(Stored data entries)

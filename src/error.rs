// src/error.rs

use thiserror::Error;

#[derive(Error, Debug)]
pub enum AppError {
    #[error("无法启动外部程序 '{program}': {source}")]
    Execution {
        program: String,
        #[source]
        source: std::io::Error,
    },
    #[error("[{provider_id}] 无法解析 '{reference}': {detail}")]
    Resolution {
        reference: String,
        provider_id: String,
        detail: String,
    },
    #[error("[{provider_id}] 暂不支持该来源: {guidance}")]
    ProviderUnavailable {
        provider_id: String,
        guidance: String,
    },
    #[error("外部工具 {tool} 不可用 ({program}): {detail}")]
    ToolUnavailable {
        tool: String,
        program: String,
        detail: String,
    },
    #[error("没有可处理 '{reference}' 的提供者。已注册: {}", format_registered(.registered))]
    NoProvider {
        reference: String,
        registered: Vec<String>,
    },
    #[error("提供者 '{0}' 已注册")]
    DuplicateProvider(String),
    #[error("提供者 ID 不能为空")]
    InvalidProviderId,
    #[error("[{provider_id}] 下载 '{reference}' 失败 (退出码: {}){}", format_exit_code(.exit_code), format_tail(.tail))]
    ItemFailed {
        reference: String,
        provider_id: String,
        exit_code: Option<i32>,
        tail: Vec<String>,
    },
    #[error("I/O 错误: {0}")]
    Io(#[from] std::io::Error),
    #[error("JSON 解析错误: {0}")]
    Json(#[from] serde_json::Error),
    #[error("用户中断")]
    UserInterrupt,
    #[error("{0}")] // 只打印内部信息，不加任何前缀
    UserInputError(String),
    #[error("未知错误: {0}")]
    Other(#[from] anyhow::Error),
}

impl AppError {
    /// 只影响单个条目的错误。批量运行时记录为该条目的失败并继续下一个。
    pub fn is_item_level(&self) -> bool {
        matches!(self, AppError::Execution { .. } | AppError::ItemFailed { .. })
    }
}

fn format_registered(registered: &[String]) -> String {
    if registered.is_empty() {
        "(无)".to_string()
    } else {
        registered.join(", ")
    }
}

fn format_exit_code(code: &Option<i32>) -> String {
    code.map_or_else(|| "无".to_string(), |c| c.to_string())
}

fn format_tail(tail: &[String]) -> String {
    if tail.is_empty() {
        String::new()
    } else {
        format!("\n\n最后的输出:\n{}", tail.join("\n"))
    }
}

pub type AppResult<T> = Result<T, AppError>;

§ ABOUT THIS TASK
Show each line of the records above containing "program".

§ SOLUTION
    #[error("无法启动外部程序 '{program}': {source}")]
        program: String,
    #[error("外部工具 {tool} 不可用 ({program}): {detail}")]
        program: String,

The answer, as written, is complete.